The context can be hidden from the addressee but at long last, the logics of behavior will give the liar away and will expose his real thoughts and intentions. Shakespeare often uses this technique in Othello. Under the mask of friendship and compassion Jago takes revenge on Othello. Jago kindles suspicion and pushes Othello to extreme. By his nature Iago is cad and a mean person. He has to serve the man he hates from the bottom of his heart.
Iago cannot be the witness of Othello's and Desdemona's happiness and creates a dreadful plan in order to ruin their love. Iago is completely opposite to Othello: he is envious, jealous, sly and skilful. Iago is able to do any mean thing in order to ruin harmony between Othello and Desdemona. Iago deceits Rodrigo, he promises him Desdemona's love and forces Rodrigo to do whatever Iago wants. Iago simply uses Rodrigo as an instrument in his intrigues. He forces Rodrigo to make Cassio dead drunk, to tease him, to provoke him and to kill.
Lets examine this episode in more details. It happens when the inhabitants of Cyprus are happy because storm ruined the Turkish ships. However, the storm also dispersed the ships from Venice and Desdemona had to enter the shore before her husband. While Othello's ship was still in the sea, the officers entertain Desdemona by their talks. Iago says peppery words about the women. Desdemona is shocked by his behavior (O, fie upon thee, slanderer!
ACT II, Scene 1), but Cassio protects Iago and says that Iago is a soldier and tries to speak truth by simple words: He speaks home, madam: you may relish him more in the soldier than in the scholar. (ACT II, Scene 1) Othello enters the scene. Desdemona is happy to see him. Iago is mad about their love and promises to himself that he will do everything to ruin their happiness: I'll set down the pegs that make this music, As honest as I am (ACT II, Scene 1) Before going to sleep general asks Cassio and Iago to check the guard. Iago proposes Rodrigo to drink the health of Othello and then starts to tell that Desdemona loves Rodrigo and Rodrigo has a chance to conquer her.

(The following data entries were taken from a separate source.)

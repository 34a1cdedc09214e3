//! Stylesheet injected together with the widget markup
//!
//! All selectors are scoped under `.smartair-reservation-form` so the widget
//! does not leak styles into the host page.

pub const WIDGET_STYLES: &str = r#"
@import url('https://fonts.googleapis.com/css2?family=Inter:wght@400;500;600;700&display=swap');

.smartair-reservation-form, .smartair-reservation-form * {
    box-sizing: border-box;
    font-family: 'Inter', -apple-system, BlinkMacSystemFont, sans-serif;
}
.smartair-reservation-form {
    max-width: 600px;
    margin: 0 auto;
    padding: 32px;
    background: #ffffff;
    border-radius: 16px;
    box-shadow: 0 4px 20px rgba(0,0,0,0.1);
}
.smartair-reservation-form h2 { font-size: 28px; font-weight: 700; color: #1a1a2e; margin-bottom: 8px; text-align: center; }
.smartair-reservation-form .subtitle { color: #666; text-align: center; margin-bottom: 32px; }
.smartair-reservation-form .form-group { margin-bottom: 20px; }
.smartair-reservation-form .form-group label { display: block; font-weight: 500; margin-bottom: 8px; color: #333; }
.smartair-reservation-form .required { color: #ef4444; }
.smartair-reservation-form input,
.smartair-reservation-form textarea {
    width: 100%;
    padding: 14px 16px;
    border: 2px solid #e5e7eb;
    border-radius: 10px;
    font-size: 16px;
}
.smartair-reservation-form input:focus,
.smartair-reservation-form textarea:focus {
    outline: none;
    border-color: #3b82f6;
    box-shadow: 0 0 0 3px rgba(59, 130, 246, 0.1);
}
.smartair-reservation-form textarea { min-height: 100px; resize: vertical; }
.smartair-reservation-form .form-row { display: grid; grid-template-columns: 1fr 1fr; gap: 16px; }
@media (max-width: 500px) {
    .smartair-reservation-form .form-row { grid-template-columns: 1fr; }
}
.smartair-reservation-form .type-options,
.smartair-reservation-form .time-slots { display: grid; grid-template-columns: repeat(3, 1fr); gap: 8px; }
.smartair-reservation-form .type-option,
.smartair-reservation-form .time-slot {
    padding: 12px;
    border: 2px solid #e5e7eb;
    border-radius: 8px;
    text-align: center;
    cursor: pointer;
    transition: all 0.2s;
}
.smartair-reservation-form .type-option:hover,
.smartair-reservation-form .time-slot:hover { border-color: #3b82f6; }
.smartair-reservation-form .time-slot.selected { background: #3b82f6; border-color: #3b82f6; color: white; }
.smartair-reservation-form .type-option.selected {
    background: linear-gradient(135deg, #3b82f6 0%, #06b6d4 100%);
    border-color: transparent;
    color: white;
}
.smartair-reservation-form .type-option .icon { font-size: 24px; margin-bottom: 8px; }
.smartair-reservation-form .type-option .label { font-weight: 600; font-size: 14px; }
.smartair-reservation-form .submit-btn {
    width: 100%;
    padding: 16px;
    margin-top: 24px;
    background: linear-gradient(135deg, #3b82f6 0%, #06b6d4 100%);
    color: white;
    border: none;
    border-radius: 10px;
    font-size: 18px;
    font-weight: 600;
    cursor: pointer;
}
.smartair-reservation-form .submit-btn:disabled { opacity: 0.7; cursor: not-allowed; }
.smartair-reservation-form .error-message {
    background: #fee2e2;
    color: #991b1b;
    padding: 12px 16px;
    border-radius: 8px;
    margin-bottom: 16px;
}
.smartair-reservation-form .selected-products {
    background: #f8fafc;
    border: 2px dashed #e5e7eb;
    border-radius: 12px;
    padding: 16px;
}
.smartair-reservation-form .selected-products ul { list-style: none; display: flex; flex-direction: column; gap: 8px; margin: 0; padding: 0; }
.smartair-reservation-form .selected-products li {
    display: flex;
    justify-content: space-between;
    align-items: center;
    background: #ffffff;
    padding: 10px 12px;
    border-radius: 10px;
    border: 1px solid #e5e7eb;
    font-size: 14px;
}
.smartair-reservation-form .selected-products button {
    border: none;
    background: #fee2e2;
    color: #991b1b;
    border-radius: 8px;
    padding: 6px 10px;
    cursor: pointer;
    font-size: 12px;
    font-weight: 600;
}
.smartair-reservation-form .success-message { text-align: center; padding: 40px 20px; }
.smartair-reservation-form .success-message .icon { font-size: 64px; margin-bottom: 16px; }
.smartair-reservation-form .success-message h3 { font-size: 24px; color: #10b981; margin-bottom: 12px; }
.smartair-reservation-form .reservation-id {
    background: #f3f4f6;
    padding: 12px 20px;
    border-radius: 8px;
    font-family: monospace;
    font-size: 18px;
    display: inline-block;
}
.smartair-reservation-form .phone-link { display: block; text-align: center; margin-top: 20px; color: #666; }
.smartair-reservation-form .phone-link a { color: #3b82f6; font-weight: 600; text-decoration: none; }
"#;
use chrono::NaiveDate;
use serde::{Deserialize, Serialize};

// ============================================================================
// Reservation type
// ============================================================================

/// Тип услуги, на которую оформляется резервация
#[derive(Debug, Clone, Copy, PartialEq, Eq, Hash, Default, Serialize, Deserialize)]
#[serde(rename_all = "lowercase")]
pub enum ReservationType {
    #[default]
    Inspection,
    Installation,
    Service,
}

impl ReservationType {
    pub const ALL: [ReservationType; 3] = [
        ReservationType::Inspection,
        ReservationType::Installation,
        ReservationType::Service,
    ];

    /// Wire value, also used for the hidden form field
    pub fn as_str(&self) -> &'static str {
        match self {
            ReservationType::Inspection => "inspection",
            ReservationType::Installation => "installation",
            ReservationType::Service => "service",
        }
    }

    pub fn label(&self) -> &'static str {
        match self {
            ReservationType::Inspection => "Obhliadka",
            ReservationType::Installation => "Montáž",
            ReservationType::Service => "Servis",
        }
    }

    pub fn icon(&self) -> &'static str {
        match self {
            ReservationType::Inspection => "🔍",
            ReservationType::Installation => "🔧",
            ReservationType::Service => "🛠️",
        }
    }
}

// ============================================================================
// Time slot
// ============================================================================

/// Двухчасовое окно для визита техника
#[derive(Debug, Clone, Copy, PartialEq, Eq, Hash, Default, Serialize, Deserialize)]
pub enum TimeSlot {
    #[default]
    #[serde(rename = "08:00-10:00")]
    From08To10,
    #[serde(rename = "10:00-12:00")]
    From10To12,
    #[serde(rename = "12:00-14:00")]
    From12To14,
    #[serde(rename = "14:00-16:00")]
    From14To16,
    #[serde(rename = "16:00-18:00")]
    From16To18,
    #[serde(rename = "18:00-20:00")]
    From18To20,
}

impl TimeSlot {
    pub const ALL: [TimeSlot; 6] = [
        TimeSlot::From08To10,
        TimeSlot::From10To12,
        TimeSlot::From12To14,
        TimeSlot::From14To16,
        TimeSlot::From16To18,
        TimeSlot::From18To20,
    ];

    pub fn as_str(&self) -> &'static str {
        match self {
            TimeSlot::From08To10 => "08:00-10:00",
            TimeSlot::From10To12 => "10:00-12:00",
            TimeSlot::From12To14 => "12:00-14:00",
            TimeSlot::From14To16 => "14:00-16:00",
            TimeSlot::From16To18 => "16:00-18:00",
            TimeSlot::From18To20 => "18:00-20:00",
        }
    }

    /// Short label shown on the slot button ("8-10")
    pub fn short_label(&self) -> &'static str {
        match self {
            TimeSlot::From08To10 => "8-10",
            TimeSlot::From10To12 => "10-12",
            TimeSlot::From12To14 => "12-14",
            TimeSlot::From14To16 => "14-16",
            TimeSlot::From16To18 => "16-18",
            TimeSlot::From18To20 => "18-20",
        }
    }
}

// ============================================================================
// Forms / DTOs
// ============================================================================

/// Тело запроса `POST /reservations`
///
/// Собирается заново при каждой отправке формы и нигде локально не хранится.
#[derive(Debug, Clone, PartialEq, Serialize, Deserialize)]
pub struct ReservationRequest {
    pub name: String,
    pub email: String,
    pub phone: String,
    pub address: String,
    pub reservation_type: ReservationType,
    /// ISO date (`YYYY-MM-DD`) on the wire
    pub preferred_date: NaiveDate,
    pub preferred_time: TimeSlot,
    pub message: Option<String>,
    /// Product names in the order the customer picked them
    pub selected_products: Vec<String>,
}

#[cfg(test)]
mod tests {
    use super::*;
    use serde_json::json;

    fn sample() -> ReservationRequest {
        ReservationRequest {
            name: "Ján Novák".into(),
            email: "jan.novak@email.sk".into(),
            phone: "+421 900 000 000".into(),
            address: "Ulica 123, Bratislava".into(),
            reservation_type: ReservationType::Installation,
            preferred_date: NaiveDate::from_ymd_opt(2026, 11, 3).unwrap(),
            preferred_time: TimeSlot::From14To16,
            message: None,
            selected_products: vec!["Heat Pump A".into(), "Split, 3.5 kW".into()],
        }
    }

    #[test]
    fn test_request_wire_format() {
        let value = serde_json::to_value(sample()).unwrap();
        assert_eq!(
            value,
            json!({
                "name": "Ján Novák",
                "email": "jan.novak@email.sk",
                "phone": "+421 900 000 000",
                "address": "Ulica 123, Bratislava",
                "reservation_type": "installation",
                "preferred_date": "2026-11-03",
                "preferred_time": "14:00-16:00",
                "message": null,
                "selected_products": ["Heat Pump A", "Split, 3.5 kW"]
            })
        );
    }

    #[test]
    fn test_defaults() {
        assert_eq!(ReservationType::default().as_str(), "inspection");
        assert_eq!(TimeSlot::default().as_str(), "08:00-10:00");
    }

    #[test]
    fn test_time_slots_are_fixed() {
        let values: Vec<&str> = TimeSlot::ALL.iter().map(|t| t.as_str()).collect();
        assert_eq!(
            values,
            vec![
                "08:00-10:00",
                "10:00-12:00",
                "12:00-14:00",
                "14:00-16:00",
                "16:00-18:00",
                "18:00-20:00"
            ]
        );
        for slot in TimeSlot::ALL {
            // serde rename и as_str не должны расходиться
            assert_eq!(
                serde_json::to_value(slot).unwrap(),
                json!(slot.as_str())
            );
        }
    }

    #[test]
    fn test_reservation_type_wire_values() {
        for t in ReservationType::ALL {
            assert_eq!(serde_json::to_value(t).unwrap(), json!(t.as_str()));
        }
        assert!(serde_json::from_value::<ReservationType>(json!("Service")).is_err());
    }
}
//! Selection store: the customer's picked products, persisted across page loads
//!
//! The list lives in the host page's storage as a JSON array of
//! `{"id": "...", "name": "..."}` objects. The catalogue UI elsewhere on the
//! page appends to it; the widget only reads it and removes entries.

use contracts::domain::a002_selected_product::aggregate::SelectedProduct;
use std::rc::Rc;

use crate::shared::storage::KeyValueStorage;

#[derive(Clone)]
pub struct SelectedProductsStore {
    storage: Rc<dyn KeyValueStorage>,
    key: String,
}

impl SelectedProductsStore {
    pub fn new(storage: Rc<dyn KeyValueStorage>, key: impl Into<String>) -> Self {
        Self {
            storage,
            key: key.into(),
        }
    }

    /// Current list in stored order
    ///
    /// Missing or malformed data reads as an empty list.
    pub fn get_selected_products(&self) -> Vec<SelectedProduct> {
        let Some(raw) = self.storage.get_item(&self.key) else {
            return Vec::new();
        };
        match serde_json::from_str::<Vec<SelectedProduct>>(&raw) {
            Ok(products) => products,
            Err(e) => {
                log::warn!("Ignoring malformed '{}' in storage: {}", self.key, e);
                Vec::new()
            }
        }
    }

    /// Overwrite the stored list
    pub fn save_selected_products(&self, products: &[SelectedProduct]) {
        match serde_json::to_string(products) {
            Ok(raw) => self.storage.set_item(&self.key, &raw),
            Err(e) => log::error!("Failed to serialize selected products: {}", e),
        }
    }

    /// Append a product (no deduplication) and return the stored list
    pub fn add(&self, product: SelectedProduct) -> Vec<SelectedProduct> {
        let mut products = self.get_selected_products();
        products.push(product);
        self.save_selected_products(&products);
        self.get_selected_products()
    }

    /// Drop every entry with exactly this id and return the stored list
    ///
    /// Storage is left untouched when nothing matches.
    pub fn remove(&self, id: &str) -> Vec<SelectedProduct> {
        let products = self.get_selected_products();
        let before = products.len();
        let updated: Vec<SelectedProduct> = products.into_iter().filter(|p| p.id != id).collect();
        if updated.len() != before {
            self.save_selected_products(&updated);
        }
        self.get_selected_products()
    }
}
pub mod service;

Finally, he asks Rodrigo to use any possibility to make Cassio angry: do you find some occasion to anger Cassio, either by speaking too loud, or tainting his discipline, or from what other course you please, which the time shall more favourably minister (ACT II, Scene 1) Iago continues that as far as Cassio is rash, and very sudden in choler, and haply with his truncheon may strike at (ACT II, Scene 1) Rodrigo, it will be a perfect opportunity to cause these of Cyprus to mutiny and in such a way, they will have to displant Cassio. He adds that such action will help Rodrigo to reach his aim to get Desdemona's love: So shall you have a shorter journey to your desires by the means I shall then have to prefer them; and the impediment most profitably removed, without the which there were no expectation of our prosperity (ACT II, Scene 1) So, Rodrigo, deceived by Iago, provokes Cassio and starts a quarrel. One of the officers tries to stop them but Cassio takes out his sward and injures the officer. Iago immediately starts to shout. Othello comes. Iago here acts like complete scoundrel and deceiver.

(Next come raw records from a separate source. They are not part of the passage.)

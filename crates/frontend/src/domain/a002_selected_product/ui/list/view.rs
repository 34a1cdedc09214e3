use super::{describe_selected_products, SelectedProductsView, EMPTY_PLACEHOLDER};
use contracts::domain::a002_selected_product::aggregate::SelectedProduct;
use leptos::prelude::*;

#[component]
pub fn SelectedProductsList(
    products: RwSignal<Vec<SelectedProduct>>,
    on_remove: Callback<String>,
) -> impl IntoView {
    let list_view = Memo::new(move |_| products.with(|p| describe_selected_products(p)));

    view! {
        <div class="form-group selected-products" id="selected-products">
            <h4>"Vybrané produkty"</h4>
            <ul id="selected-products-list">
                {move || match list_view.get() {
                    SelectedProductsView::Placeholder => view! { <li>{EMPTY_PLACEHOLDER}</li> }.into_any(),
                    SelectedProductsView::Items(rows) => rows
                        .into_iter()
                        .map(|row| {
                            let id = row.id.clone();
                            view! {
                                <li>
                                    <span>{row.name}</span>
                                    <button
                                        type="button"
                                        data-remove-product=row.id
                                        on:click=move |_| on_remove.run(id.clone())
                                    >
                                        "Odstrániť"
                                    </button>
                                </li>
                            }
                        })
                        .collect_view()
                        .into_any(),
                }}
            </ul>
            <input
                type="hidden"
                name="selected_products"
                id="selected_products"
                prop:value=move || list_view.with(|v| v.hidden_value())
            />
        </div>
    }
}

An honest Iago explains Othello his version of what happened. Iago speaks in such a way that Othello (who trusts Iago) says that Iago tries to protect his friend Cassio because Iago is very kind: I know, Iago, Thy honesty and love doth mince this matter, Making it light to Cassio (ACT II, Scene 1) Othello displaces Cassio. Then in the next episode of the play Cassio sobers up and feels his guilt. Iago from all his loving heart gives advice to Cassio to try renewing friendship with Othello through his wife Desdemona. He says that Desdemona is an opened-hearted and for sure will help Cassio: this broken joint between you and her husband entreat her to splinter; and, my fortunes against any lay worth naming, this crack of your love shall grow stronger than it was before (ACT II, Scene 1) Cassio trusts Iago and leaves to find Desdemona: he swears that he will beseech the virtuous Desdemona to undertake for (ACT II, Scene 1) him. He dont remember who made him drunk, provoked for a fight and defamed him.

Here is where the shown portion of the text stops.